You and I – as taxpayers -- are paying the salary of Sarah Huckabee Sanders to lie to our faces. She is not the “White House Press Secretary,” she is pimping for Donald Trump’s personal version of reality.

Trump is now saying that he thinks that as President he should be able to order the Justice Department and the FBI to investigate the people he wants them to investigate. Apparently he views Vladimir Putin’s Secret Police to be an excellent model.

Compared to the power and influence of the executive branch of the United States government, the truth-tellers -- CNN, The New York Times, The Washington Post, MSNBC, Robert Mueller, Jimmy Kimmel, Stephen Colbert, John Oliver and a few others – is actually exceedingly narrow. And even the most brilliant reporting is of little consequence if it falls on the deaf ears of ignorance, apathy, partisan rage, and blind loyalty.
 
American used to be the nation that moved at the speed of light.

Powered by freedom, motivated by the common good, steered by a sense of justice, and aimed at truth, we were forever out in front, bringing brilliant illumination into the black void.  We were shining, bright, and lighting the way for all along the trail. We made mistakes, to be sure, and when we did, we paid dearly because we acted in broad daylight, fully visible to all because of the mantle of leadership we willingly shouldered. But the picture, writ large, was of a nation that was relentless, optimistic, surging on all fronts. We pushed every envelope -- in health, space, technology, communication, and in the mass production and infrastructure required to create the housing, transportation, food, and cleanliness that lifted an entire population’s standard of living dramatically within a single generation. We were a nation moving at the speed of light.

Today, we are moving at the speed of darkness. Obstructing the opponent within is more important than common prosperity. Destroying the perceived enemy is more important than unifying inspiration. Plausible lies are more convenient than hard truths. Dividing is easier than uniting, and inflaming hate of the unknown cheaper than making the investment required to achieve educated insight into otherness. 

And make no mistake: these travesties are being initiated, led, and exacerbated by our President.

In order to assure his own position, Donald Trump is fomenting the polarization that could destroy America from within. Under Trump, we are sliding daily, a titan slivered and sliced by petty bickering and bitter hatreds, by intransigent opposition that would rather cut off the oxygen supply to the entire organism that give sustenance to the enemy. It is an America hostage to internecine conflicts resolved only by Pyrrhic victories.
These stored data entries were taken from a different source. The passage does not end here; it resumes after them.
pub mod game;
pub mod health;
pub mod websocket;

use axum::routing::{get, post};
use axum::Router;

use crate::state::AppState;

/// All routes, shared by the binary and the integration tests.
pub fn router(state: AppState) -> Router {
    Router::new()
        .route("/health", get(health::health_check))
        .route("/api/games/create", post(game::create_game))
        .route("/api/games/join", post(game::join_game))
        .route("/ws/:game_id/:player_id", get(websocket::websocket_handler))
        .with_state(state)
}
pub mod requests;
pub mod responses;

pub use requests::JoinGameRequest;
pub use responses::{CreateGameResponse, JoinGameResponse};
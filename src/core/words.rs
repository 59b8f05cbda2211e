use rand::seq::SliceRandom;
use rand::thread_rng;

// Prompts are deliberately not deconflicted between journeys of one game;
// two chains starting from the same phrase diverge in funny ways.
pub const WORD_LIST: &[&str] = &[
    "Raining Cats and Dogs",
    "Couch Potato",
    "Piece of Cake",
    "Break the Ice",
    "Big Fish in a Small Pond",
    "Elephant in the Room",
    "Night Owl",
    "Bull in a China Shop",
    "Walking on Sunshine",
    "Storm in a Teacup",
    "Wild Goose Chase",
    "Once in a Blue Moon",
];

/// Pick a starting prompt for a journey.
pub fn pick_prompt() -> &'static str {
    WORD_LIST
        .choose(&mut thread_rng())
        .copied()
        .unwrap_or("Couch Potato")
}
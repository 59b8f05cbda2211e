use std::time::Duration;

/// Maximum length of a player display name, in characters.
pub const MAX_NAME_LEN: usize = 15;

/// Maximum inbound WebSocket message size. Drawings are encoded images and
/// get big, so the ceiling has to be generous.
pub const MAX_MESSAGE_BYTES: usize = 250 * 1024;

/// Capacity of each connection's outbound frame queue. A client that falls
/// this far behind is forcibly disconnected on the next broadcast.
pub const OUTBOUND_QUEUE: usize = 256;

/// Capacity of a session's inbound event queue.
pub const SESSION_QUEUE: usize = 64;

/// Capacity of a hub's event queue.
pub const HUB_QUEUE: usize = 64;

/// Interval between liveness pings on each connection. Must stay under the
/// client's assumed 30 s liveness window.
pub const PING_PERIOD: Duration = Duration::from_secs(27);

/// How often the player roster is broadcast while a game is still forming.
pub const ROSTER_PERIOD: Duration = Duration::from_secs(1);

/// Delay before an undeliverable targeted message is retried.
pub const SEND_RETRY_DELAY: Duration = Duration::from_secs(5);

/// How many times a targeted message is retried before it is abandoned.
pub const SEND_RETRY_LIMIT: u32 = 60;

/// Hard lifetime ceiling for a session and its hub. Leak prevention, not a
/// per-player idle timeout.
pub const SESSION_TTL: Duration = Duration::from_secs(6 * 60 * 60);

/// Length of a join code (uppercase ASCII letters).
pub const JOIN_CODE_LEN: usize = 4;

/// Attempts at finding a free join code before session creation fails.
pub const JOIN_CODE_ATTEMPTS: usize = 100;
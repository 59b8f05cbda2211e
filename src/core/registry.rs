use std::collections::HashMap;
use std::sync::Arc;

use rand::Rng;
use tokio::sync::RwLock;
use uuid::Uuid;

use super::constants::{JOIN_CODE_ATTEMPTS, JOIN_CODE_LEN};
use super::session::{GameSession, SessionHandle};

/// Registry of all active sessions, keyed by id and by join code.
///
/// Created once at startup and injected into request handlers; sessions
/// remove themselves when they end or hit their lifetime ceiling.
pub struct GameRegistry {
    inner: RwLock<RegistryInner>,
}

#[derive(Default)]
struct RegistryInner {
    sessions: HashMap<Uuid, SessionHandle>,
    join_codes: HashMap<String, Uuid>,
}

#[derive(Debug, PartialEq, Eq, thiserror::Error)]
pub enum RegistryError {
    #[error("could not allocate a free join code")]
    JoinCodesExhausted,
}

impl GameRegistry {
    pub fn new() -> Self {
        Self {
            inner: RwLock::new(RegistryInner::default()),
        }
    }

    /// Create and register a new session with a fresh join code.
    ///
    /// Allocation and insertion happen under one write lock, so a code
    /// observed by a concurrent lookup always resolves to a fully
    /// initialized session.
    ///
    /// # Errors
    ///
    /// Returns `RegistryError::JoinCodesExhausted` when no free code is
    /// found within the attempt limit.
    pub async fn create_session(self: &Arc<Self>) -> Result<SessionHandle, RegistryError> {
        let mut inner = self.inner.write().await;
        let join_code = allocate_join_code(&inner.join_codes, &mut rand::thread_rng())?;
        let id = Uuid::new_v4();

        let handle = GameSession::spawn(id, join_code.clone(), Arc::clone(self));
        inner.join_codes.insert(join_code, id);
        inner.sessions.insert(id, handle.clone());
        tracing::debug!(session = %id, join_code = %handle.join_code, "registered new session");
        Ok(handle)
    }

    pub async fn find(&self, id: Uuid) -> Option<SessionHandle> {
        self.inner.read().await.sessions.get(&id).cloned()
    }

    /// Resolve a join code to a still-joinable session.
    pub async fn find_by_join_code(&self, code: &str) -> Option<SessionHandle> {
        let inner = self.inner.read().await;
        let id = inner.join_codes.get(&code.to_ascii_uppercase())?;
        inner.sessions.get(id).cloned()
    }

    /// Called when a game starts: the code stops resolving and may be
    /// handed out again.
    pub async fn release_join_code(&self, code: &str) {
        self.inner.write().await.join_codes.remove(code);
    }

    pub async fn remove_session(&self, id: Uuid) {
        let mut inner = self.inner.write().await;
        inner.sessions.remove(&id);
        inner.join_codes.retain(|_, session| *session != id);
    }
}

impl Default for GameRegistry {
    fn default() -> Self {
        Self::new()
    }
}

/// Random uppercase codes, retried against the live set a bounded number
/// of times. Exhaustion is an error for the caller, never a crash.
fn allocate_join_code(
    taken: &HashMap<String, Uuid>,
    rng: &mut impl Rng,
) -> Result<String, RegistryError> {
    for _ in 0..JOIN_CODE_ATTEMPTS {
        let code: String = (0..JOIN_CODE_LEN)
            .map(|_| rng.gen_range(b'A'..=b'Z') as char)
            .collect();
        if !taken.contains_key(&code) {
            return Ok(code);
        }
    }
    Err(RegistryError::JoinCodesExhausted)
}

#[cfg(test)]
mod tests {
    use super::*;
    use rand::rngs::mock::StepRng;

    #[tokio::test]
    async fn test_create_session() {
        let registry = Arc::new(GameRegistry::new());

        let handle = registry.create_session().await.unwrap();

        assert_eq!(handle.join_code.len(), JOIN_CODE_LEN);
        assert!(handle.join_code.chars().all(|c| c.is_ascii_uppercase()));
        assert!(registry.find(handle.id).await.is_some());
    }

    #[tokio::test]
    async fn test_find_by_join_code_is_case_insensitive() {
        let registry = Arc::new(GameRegistry::new());
        let handle = registry.create_session().await.unwrap();

        let found = registry
            .find_by_join_code(&handle.join_code.to_lowercase())
            .await
            .unwrap();
        assert_eq!(found.id, handle.id);
    }

    #[tokio::test]
    async fn test_find_nonexistent_session() {
        let registry = GameRegistry::new();

        assert!(registry.find(Uuid::new_v4()).await.is_none());
        assert!(registry.find_by_join_code("ZZZZ").await.is_none());
    }

    #[tokio::test]
    async fn test_live_codes_are_unique() {
        let registry = Arc::new(GameRegistry::new());

        let a = registry.create_session().await.unwrap();
        let b = registry.create_session().await.unwrap();
        let c = registry.create_session().await.unwrap();

        assert_ne!(a.join_code, b.join_code);
        assert_ne!(b.join_code, c.join_code);
        assert_ne!(a.join_code, c.join_code);
    }

    #[tokio::test]
    async fn test_release_join_code_keeps_session_findable() {
        let registry = Arc::new(GameRegistry::new());
        let handle = registry.create_session().await.unwrap();

        registry.release_join_code(&handle.join_code).await;

        assert!(registry.find_by_join_code(&handle.join_code).await.is_none());
        assert!(registry.find(handle.id).await.is_some());
    }

    #[tokio::test]
    async fn test_remove_session_clears_both_indexes() {
        let registry = Arc::new(GameRegistry::new());
        let handle = registry.create_session().await.unwrap();

        registry.remove_session(handle.id).await;

        assert!(registry.find(handle.id).await.is_none());
        assert!(registry.find_by_join_code(&handle.join_code).await.is_none());
    }

    #[test]
    fn test_allocate_join_code_skips_taken_codes() {
        // A constant rng always proposes the same code.
        let mut rng = StepRng::new(0, 0);
        let mut taken = HashMap::new();

        let code = allocate_join_code(&taken, &mut rng).unwrap();
        assert_eq!(code.len(), JOIN_CODE_LEN);

        taken.insert(code, Uuid::new_v4());
        assert_eq!(
            allocate_join_code(&taken, &mut rng),
            Err(RegistryError::JoinCodesExhausted)
        );
    }
}
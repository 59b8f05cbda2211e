//! The per-connection adapter between one WebSocket and the hub. Exactly
//! one read pump and one write pump run per connection; all reads happen
//! in the former and all writes in the latter.

use axum::extract::ws::{Message, WebSocket};
use futures::stream::{SplitSink, SplitStream};
use futures::{SinkExt, StreamExt};
use tokio::sync::mpsc;
use uuid::Uuid;

use super::constants::{MAX_MESSAGE_BYTES, OUTBOUND_QUEUE, PING_PERIOD};
use super::hub::{ConnectionHandle, HubEvent, IncomingMessage};
use super::player::Player;
use super::session::SessionEvent;

/// Attach an upgraded socket to a session's hub and pump it until either
/// side goes away.
pub async fn serve_connection(
    socket: WebSocket,
    player: Player,
    session: mpsc::Sender<SessionEvent>,
    hub: mpsc::Sender<HubEvent>,
) {
    let (sink, stream) = socket.split();
    let (outbound_tx, outbound_rx) = mpsc::channel(OUTBOUND_QUEUE);
    let conn_id = Uuid::new_v4();

    let registered = hub
        .send(HubEvent::Register {
            conn: ConnectionHandle {
                conn_id,
                player: player.id,
                outbound: outbound_tx,
            },
        })
        .await;
    if registered.is_err() {
        // Session already tore down; dropping the socket closes it.
        tracing::debug!(player = %player.id, "connect raced session teardown");
        return;
    }

    let player_id = player.id;
    tracing::info!(player = %player_id, %conn_id, "connection open");

    let mut write_task = tokio::spawn(write_pump(sink, outbound_rx));
    let mut read_task = tokio::spawn(read_pump(stream, player_id, session));

    // Whichever pump stops first tears the other down.
    tokio::select! {
        _ = &mut write_task => read_task.abort(),
        _ = &mut read_task => write_task.abort(),
    }

    let _ = hub.try_send(HubEvent::Unregister { conn_id });
    tracing::info!(player = %player_id, %conn_id, "connection closed");
}

/// Pumps frames from the socket to the session's event queue.
async fn read_pump(
    mut stream: SplitStream<WebSocket>,
    player: Uuid,
    session: mpsc::Sender<SessionEvent>,
) {
    while let Some(frame) = stream.next().await {
        let message = match frame {
            Ok(message) => message,
            Err(err) => {
                tracing::debug!(%player, "websocket read error: {err}");
                break;
            }
        };
        match message {
            Message::Text(text) => {
                if text.len() > MAX_MESSAGE_BYTES {
                    tracing::warn!(%player, bytes = text.len(), "oversized frame, disconnecting");
                    break;
                }
                let payload = normalize_whitespace(&text);
                let event = SessionEvent::Inbound(IncomingMessage { player, payload });
                // Never block the read loop on a busy session.
                if session.try_send(event).is_err() {
                    tracing::warn!(%player, "session queue saturated, dropping message");
                }
            }
            Message::Close(_) => break,
            // axum answers pings itself; pongs only refresh the transport's
            // liveness window.
            Message::Ping(_) | Message::Pong(_) => {}
            Message::Binary(_) => {
                tracing::warn!(%player, "unexpected binary frame");
            }
        }
    }
}

/// Drains the outbound queue onto the socket and keeps the peer alive
/// with periodic pings.
async fn write_pump(mut sink: SplitSink<WebSocket, Message>, mut outbound: mpsc::Receiver<String>) {
    let first_ping = tokio::time::Instant::now() + PING_PERIOD;
    let mut ping = tokio::time::interval_at(first_ping, PING_PERIOD);

    loop {
        tokio::select! {
            frame = outbound.recv() => match frame {
                Some(text) => {
                    if sink.send(Message::Text(text)).await.is_err() {
                        break;
                    }
                }
                None => {
                    // The hub closed the queue; say goodbye properly.
                    let _ = sink.send(Message::Close(None)).await;
                    break;
                }
            },
            _ = ping.tick() => {
                if sink.send(Message::Ping(Vec::new())).await.is_err() {
                    break;
                }
            }
        }
    }
}

fn normalize_whitespace(text: &str) -> String {
    text.replace(['\r', '\n'], " ").trim().to_string()
}

#[cfg(test)]
mod tests {
    use super::*;

    #[test]
    fn test_normalize_whitespace() {
        assert_eq!(normalize_whitespace("  hello\nworld\r\n"), "hello world");
        assert_eq!(normalize_whitespace("plain"), "plain");
        assert_eq!(normalize_whitespace(" \n "), "");
    }
}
It is an America that is in free fall, rapidly declining from its apex of global achievement, leadership, and moral stature.

No, there are no legislative accomplishments, and some may be comforted that Trump’s approval rating seems frozen at 40%, an inhospitable climate for re-election.

But make no mistake: this man is not motivated by these normative metrics.

He is seeing ample progress in his war on facts, on truth-tellers, and on objective reality itself. He is intent on turning off every light, and leaving this country in the dark, no longer equipped with the most powerful weapon to challenge him: the truth.

The Brits may be right that Brexit will last longer than Donald Trump, the person.  But the damage that Donald Trump is doing to this country could set us on an unalterable course away from our moorings as a country with government of, by, and for the people.  We must do the hard work of actually passing laws – not relying on “custom” – to prevent future Donald Trumps from refusing to divulge their taxes, hiring relatives, maintaining conflicts of interest, abusing the federal investigatory agencies for personal purposes, slandering the opposition press, issuing unconstitutional executive orders, and triggering nuclear war without the advice and consent of a single other human being on earth.

Most of all, we must fight the battle at every hill, in every town, on every field to defeat this president’s war on the truth and the people who insist on telling it.

They are the only people with their feet on the brakes as we observe one year of moving at the speed of darkness.